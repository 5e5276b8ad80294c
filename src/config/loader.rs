//! Configuration loading from disk.

use std::fs;
use std::path::Path;

use crate::config::schema::ServerConfig;
use crate::config::validation::{validate_config, ValidationError};

/// Error type for configuration loading.
#[derive(Debug)]
pub enum ConfigError {
    Io(std::io::Error),
    Parse(toml::de::Error),
    Validation(Vec<ValidationError>),
}

impl std::fmt::Display for ConfigError {
    fn fmt(&self, f: &mut std::fmt::Formatter<'_>) -> std::fmt::Result {
        match self {
            ConfigError::Io(e) => write!(f, "IO error: {}", e),
            ConfigError::Parse(e) => write!(f, "Parse error: {}", e),
            ConfigError::Validation(errors) => {
                write!(f, "Validation failed: ")?;
                for (i, err) in errors.iter().enumerate() {
                    if i > 0 {
                        write!(f, ", ")?;
                    }
                    write!(f, "{}", err)?;
                }
                Ok(())
            }
        }
    }
}

impl std::error::Error for ConfigError {
    fn source(&self) -> Option<&(dyn std::error::Error + 'static)> {
        match self {
            ConfigError::Io(e) => Some(e),
            ConfigError::Parse(e) => Some(e),
            ConfigError::Validation(_) => None,
        }
    }
}

/// Parse and validate configuration from TOML text.
pub fn parse_config(content: &str) -> Result<ServerConfig, ConfigError> {
    let config: ServerConfig = toml::from_str(content).map_err(ConfigError::Parse)?;
    validate_config(&config).map_err(ConfigError::Validation)?;
    Ok(config)
}

/// Load and validate configuration from a TOML file.
pub fn load_config(path: &Path) -> Result<ServerConfig, ConfigError> {
    let content = fs::read_to_string(path).map_err(ConfigError::Io)?;
    parse_config(&content)
}
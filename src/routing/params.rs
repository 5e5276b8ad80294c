//! Handler parameters.
//!
//! Captured groups and static route parameters end up in one map. Captures
//! go in first and static values are applied on top, so on a name clash the
//! static value is what the handler sees.

use serde::{Deserialize, Serialize};
use serde_json::{Map, Value};

/// Named parameters passed to a handler, ordered by key.
#[derive(Debug, Clone, Default, PartialEq, Serialize, Deserialize)]
#[serde(transparent)]
pub struct Params(Map<String, Value>);

impl Params {
    pub fn new() -> Self {
        Self(Map::new())
    }

    /// Merge captured groups with a route's static parameters.
    pub fn merged<I>(captured: I, statics: &Params) -> Self
    where
        I: IntoIterator<Item = (String, String)>,
    {
        let mut params: Map<String, Value> = captured
            .into_iter()
            .map(|(k, v)| (k, Value::String(v)))
            .collect();

        for (key, value) in statics.iter() {
            params.insert(key.clone(), value.clone());
        }

        Self(params)
    }

    pub fn get(&self, key: &str) -> Option<&Value> {
        self.0.get(key)
    }

    /// Get a parameter if it is a string.
    pub fn get_str(&self, key: &str) -> Option<&str> {
        self.0.get(key).and_then(Value::as_str)
    }

    pub fn insert(&mut self, key: impl Into<String>, value: impl Into<Value>) -> Option<Value> {
        self.0.insert(key.into(), value.into())
    }

    pub fn iter(&self) -> impl Iterator<Item = (&String, &Value)> {
        self.0.iter()
    }

    pub fn len(&self) -> usize {
        self.0.len()
    }

    pub fn is_empty(&self) -> bool {
        self.0.is_empty()
    }
}

impl From<Map<String, Value>> for Params {
    fn from(map: Map<String, Value>) -> Self {
        Self(map)
    }
}

impl<K: Into<String>, V: Into<Value>> FromIterator<(K, V)> for Params {
    fn from_iter<T: IntoIterator<Item = (K, V)>>(iter: T) -> Self {
        Self(iter.into_iter().map(|(k, v)| (k.into(), v.into())).collect())
    }
}
//! Routing error types.

use thiserror::Error;

/// Errors produced while resolving, dispatching or reversing a path.
#[derive(Debug, Clone, Error, PartialEq, Eq)]
pub enum RoutingError {
    /// No route pattern matches the requested path.
    #[error("no route matches path '{0}'")]
    NotFound(String),

    /// Reverse lookup for a name no route carries.
    #[error("no route is named '{0}'")]
    UnknownName(String),

    /// Reverse lookup without a value for one of the route's groups.
    #[error("route '{route}' requires parameter '{param}'")]
    MissingParam { route: String, param: String },

    /// Reverse lookup with a value the route has no group for.
    #[error("route '{route}' has no parameter '{param}'")]
    UnexpectedParam { route: String, param: String },

    /// Reverse lookup with a value its group would not match.
    #[error("value '{value}' for parameter '{param}' of route '{route}' does not match '{pattern}'")]
    InvalidParam {
        route: String,
        param: String,
        value: String,
        pattern: String,
    },

    /// The route pattern cannot be turned back into a path.
    #[error("route '{route}' cannot be reversed: {reason}")]
    NotReversible { route: String, reason: String },

    /// A route matched but no handler serves its handler id.
    #[error("handler '{0}' is not registered")]
    HandlerNotRegistered(String),
}

/// Errors produced while building a router.
#[derive(Debug, Error)]
pub enum BuildError {
    /// The pattern does not compile.
    #[error("invalid pattern '{pattern}': {source}")]
    InvalidPattern {
        pattern: String,
        #[source]
        source: regex::Error,
    },

    /// Two routes share a name, making reverse lookup ambiguous.
    #[error("route name '{0}' is declared more than once")]
    DuplicateName(String),

    #[error("mount prefix '{0}' must start and end with '/'")]
    InvalidMountPrefix(String),
}
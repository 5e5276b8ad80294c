//! Observability subsystem.
//!
//! # Data Flow
//! ```text
//! All subsystems produce:
//!     → logging.rs (structured log events via tracing)
//!     → metrics.rs (counters, histograms)
//!
//! Consumers:
//!     → Log aggregation (stdout)
//!     → Metrics endpoint (Prometheus scrape)
//! ```
//!
//! # Design Decisions
//! - Structured fields (request_id, path, route, handler) on every dispatch log
//! - Metrics are cheap (atomic increments)
//! - Metrics exporter is optional and off by default

pub mod logging;
pub mod metrics;
//! Configuration validation.
//!
//! # Responsibilities
//! - Semantic validation (serde handles syntactic)
//! - Validate value ranges (timeouts > 0, addresses parse)
//! - Check every route pattern compiles and names are unique
//!
//! # Design Decisions
//! - Returns all validation errors, not just first
//! - Validation is pure function: ServerConfig → Result<(), Vec<ValidationError>>
//! - Runs before config is accepted into the system

use std::collections::HashSet;
use std::net::SocketAddr;

use thiserror::Error;

use crate::config::schema::ServerConfig;
use crate::routing::RoutePattern;

/// A single semantic problem in a configuration.
#[derive(Debug, Clone, Error, PartialEq, Eq)]
pub enum ValidationError {
    #[error("listener.bind_address '{0}' is not a socket address")]
    InvalidBindAddress(String),

    #[error("timeouts.request_secs must be greater than zero")]
    ZeroTimeout,

    #[error("observability.log_format '{0}' is not one of: pretty, compact")]
    UnknownLogFormat(String),

    #[error("observability.metrics_address '{0}' is not a socket address")]
    InvalidMetricsAddress(String),

    #[error("app.mount_prefix '{0}' must start and end with '/'")]
    InvalidMountPrefix(String),

    #[error("routes[{index}]: pattern is empty")]
    EmptyPattern { index: usize },

    #[error("routes[{index}]: pattern '{pattern}' does not compile: {reason}")]
    InvalidPattern {
        index: usize,
        pattern: String,
        reason: String,
    },

    #[error("routes[{index}]: handler is empty")]
    EmptyHandler { index: usize },

    #[error("route name '{0}' is declared more than once")]
    DuplicateRouteName(String),

    #[error("admin.api_key must be set when the admin API is enabled")]
    MissingAdminKey,
}

/// Check a parsed configuration for semantic errors.
pub fn validate_config(config: &ServerConfig) -> Result<(), Vec<ValidationError>> {
    let mut errors = Vec::new();

    if config.listener.bind_address.parse::<SocketAddr>().is_err() {
        errors.push(ValidationError::InvalidBindAddress(
            config.listener.bind_address.clone(),
        ));
    }

    if config.timeouts.request_secs == 0 {
        errors.push(ValidationError::ZeroTimeout);
    }

    let obs = &config.observability;
    if !matches!(obs.log_format.as_str(), "pretty" | "compact") {
        errors.push(ValidationError::UnknownLogFormat(obs.log_format.clone()));
    }
    if obs.metrics_enabled && obs.metrics_address.parse::<SocketAddr>().is_err() {
        errors.push(ValidationError::InvalidMetricsAddress(obs.metrics_address.clone()));
    }

    let prefix = &config.app.mount_prefix;
    if !prefix.starts_with('/') || !prefix.ends_with('/') {
        errors.push(ValidationError::InvalidMountPrefix(prefix.clone()));
    }

    let mut names = HashSet::new();
    for (index, route) in config.routes.iter().enumerate() {
        if route.pattern.is_empty() {
            errors.push(ValidationError::EmptyPattern { index });
        } else if let Err(e) = RoutePattern::new(route.pattern.as_str()) {
            errors.push(ValidationError::InvalidPattern {
                index,
                pattern: route.pattern.clone(),
                reason: e.to_string(),
            });
        }

        if route.handler.trim().is_empty() {
            errors.push(ValidationError::EmptyHandler { index });
        }

        if let Some(name) = &route.name {
            if !names.insert(name.as_str()) {
                errors.push(ValidationError::DuplicateRouteName(name.clone()));
            }
        }
    }

    if config.admin.enabled && config.admin.api_key.is_empty() {
        errors.push(ValidationError::MissingAdminKey);
    }

    if errors.is_empty() {
        Ok(())
    } else {
        Err(errors)
    }
}

#[cfg(test)]
mod tests {
    use super::*;
    use crate::config::RouteConfig;

    fn route(pattern: &str, handler: &str, name: Option<&str>) -> RouteConfig {
        RouteConfig {
            pattern: pattern.to_string(),
            handler: handler.to_string(),
            name: name.map(str::to_string),
            params: Default::default(),
        }
    }

    #[test]
    fn test_default_config_is_valid() {
        assert_eq!(validate_config(&ServerConfig::default()), Ok(()));
    }

    #[test]
    fn test_collects_all_errors() {
        let mut config = ServerConfig::default();
        config.listener.bind_address = "not-an-address".into();
        config.timeouts.request_secs = 0;
        config.observability.log_format = "json".into();
        config.app.mount_prefix = "HitWalker2".into();
        config.admin.enabled = true;
        config.admin.api_key.clear();

        let errors = validate_config(&config).unwrap_err();
        assert_eq!(errors.len(), 5);
        assert!(errors.contains(&ValidationError::ZeroTimeout));
        assert!(errors.contains(&ValidationError::MissingAdminKey));
    }

    #[test]
    fn test_route_errors() {
        let mut config = ServerConfig::default();
        config.routes = vec![
            route("", "index", None),
            route("^(unclosed$", "index", None),
            route("^a/$", " ", Some("a")),
            route("^b/$", "b", Some("a")),
        ];

        let errors = validate_config(&config).unwrap_err();
        assert_eq!(
            errors,
            vec![
                ValidationError::EmptyPattern { index: 0 },
                ValidationError::InvalidPattern {
                    index: 1,
                    pattern: "^(unclosed$".into(),
                    reason: match RoutePattern::new("^(unclosed$") {
                        Err(e) => e.to_string(),
                        Ok(_) => unreachable!(),
                    },
                },
                ValidationError::EmptyHandler { index: 2 },
                ValidationError::DuplicateRouteName("a".into()),
            ]
        );
    }
}
//! Admin API: inspect the live route table.
//!
//! All endpoints require the configured bearer key. The layer is applied
//! with `route_layer`, so unknown `/admin/*` paths still reach the route
//! table instead of failing authentication.

pub mod auth;
pub mod handlers;

use axum::{middleware, routing::get, Router};

use self::auth::admin_auth_middleware;
use self::handlers::*;
use crate::http::server::AppState;

pub fn setup_admin_router(state: AppState) -> Router<AppState> {
    Router::new()
        .route("/admin/status", get(get_status))
        .route("/admin/routes", get(get_routes))
        .route("/admin/resolve", get(get_resolve))
        .route("/admin/reverse/{name}", get(get_reverse))
        .route_layer(middleware::from_fn_with_state(state, admin_auth_middleware))
}
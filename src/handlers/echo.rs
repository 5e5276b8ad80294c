//! Echo handler: reports the dispatch result instead of rendering a view.

use axum::body::Body;
use axum::http::Request;
use axum::response::{IntoResponse, Response};
use axum::Json;
use futures_util::future::BoxFuture;
use serde::Serialize;

use crate::handlers::Handler;
use crate::http::request::decode_path;
use crate::routing::{Match, Params};

/// Body returned by [`EchoHandler`].
#[derive(Debug, Serialize)]
pub struct EchoBody {
    pub method: String,
    pub path: String,
    pub route: Option<String>,
    pub handler: String,
    pub params: Params,
    pub args: Vec<String>,
}

#[derive(Debug, Clone, Copy, Default)]
pub struct EchoHandler;

impl Handler for EchoHandler {
    fn call(&self, request: Request<Body>, matched: Match) -> BoxFuture<'static, Response> {
        let body = EchoBody {
            method: request.method().to_string(),
            path: decode_path(request.uri().path())
                .map(|path| path.into_owned())
                .unwrap_or_else(|_| request.uri().path().to_string()),
            route: matched.route_name,
            handler: matched.handler,
            params: matched.params,
            args: matched.args,
        };
        Box::pin(async move { Json(body).into_response() })
    }
}

#[cfg(test)]
mod tests {
    use super::*;
    use crate::routing::Route;

    #[tokio::test]
    async fn test_echo_reports_match() {
        let route = Route::new(r"^match_(?P<match_type>\w+)/$", "get_match")
            .unwrap()
            .named("get_match");
        let matched = route.try_match("match_gene/").unwrap();
        let request = Request::builder()
            .uri("/match_gene/")
            .body(Body::empty())
            .unwrap();

        let response = EchoHandler.call(request, matched).await;
        let bytes = axum::body::to_bytes(response.into_body(), usize::MAX).await.unwrap();
        let json: serde_json::Value = serde_json::from_slice(&bytes).unwrap();

        assert_eq!(json["handler"], "get_match");
        assert_eq!(json["route"], "get_match");
        assert_eq!(json["params"]["match_type"], "gene");
        assert_eq!(json["path"], "/match_gene/");
        assert_eq!(json["method"], "GET");
    }
}
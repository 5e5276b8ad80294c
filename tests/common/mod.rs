//! Shared utilities for integration testing.

use std::net::SocketAddr;
use std::time::Duration;

use hitwalker_router::config::ServerConfig;
use hitwalker_router::handlers::HandlerRegistry;
use hitwalker_router::http::HttpServer;
use hitwalker_router::lifecycle::Shutdown;
use tokio::net::TcpListener;
use tokio::sync::mpsc;

/// A server running on an ephemeral port.
pub struct TestServer {
    pub addr: SocketAddr,
    #[allow(dead_code)]
    pub updates: mpsc::UnboundedSender<ServerConfig>,
    pub shutdown: Shutdown,
}

impl TestServer {
    pub fn url(&self, path: &str) -> String {
        format!("http://{}{}", self.addr, path)
    }
}

/// Start a server with the given config and handlers.
pub async fn start_server(config: ServerConfig, handlers: HandlerRegistry) -> TestServer {
    let listener = TcpListener::bind("127.0.0.1:0").await.unwrap();
    let addr = listener.local_addr().unwrap();

    let server = HttpServer::new(config, handlers).unwrap();
    let shutdown = Shutdown::new();
    let (updates, config_updates) = mpsc::unbounded_channel();
    let server_shutdown = shutdown.subscribe();

    tokio::spawn(async move {
        let _ = server.run(listener, config_updates, server_shutdown).await;
    });

    TestServer {
        addr,
        updates,
        shutdown,
    }
}

/// Start a server with the built-in table and the echo handler.
#[allow(dead_code)]
pub async fn start_default_server() -> TestServer {
    start_server(ServerConfig::default(), HandlerRegistry::echo()).await
}

/// Poll until `check` returns true or the deadline passes.
#[allow(dead_code)]
pub async fn eventually<F, Fut>(mut check: F) -> bool
where
    F: FnMut() -> Fut,
    Fut: std::future::Future<Output = bool>,
{
    for _ in 0..50 {
        if check().await {
            return true;
        }
        tokio::time::sleep(Duration::from_millis(20)).await;
    }
    false
}
use axum::{
    body::Body,
    extract::State,
    http::{header, Request, StatusCode},
    middleware::Next,
    response::Response,
};

use crate::http::server::AppState;

/// Require `Authorization: Bearer <admin.api_key>`.
pub async fn admin_auth_middleware(
    State(state): State<AppState>,
    request: Request<Body>,
    next: Next,
) -> Result<Response, StatusCode> {
    let auth_header = request
        .headers()
        .get(header::AUTHORIZATION)
        .and_then(|h| h.to_str().ok());

    if let Some(token) = auth_header.and_then(|v| v.strip_prefix("Bearer ")) {
        if token == state.admin.api_key {
            return Ok(next.run(request).await);
        }
    }

    tracing::warn!(path = %request.uri().path(), "Rejected admin request");
    Err(StatusCode::UNAUTHORIZED)
}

★ ★ ★ ★ ★ ★ ★

WHAT YOU HAVE TO DO
The response must give every line from the material above that holds the string "token".

RESPONSE TO THE TASK
    if let Some(token) = auth_header.and_then(|v| v.strip_prefix("Bearer ")) {
        if token == state.admin.api_key {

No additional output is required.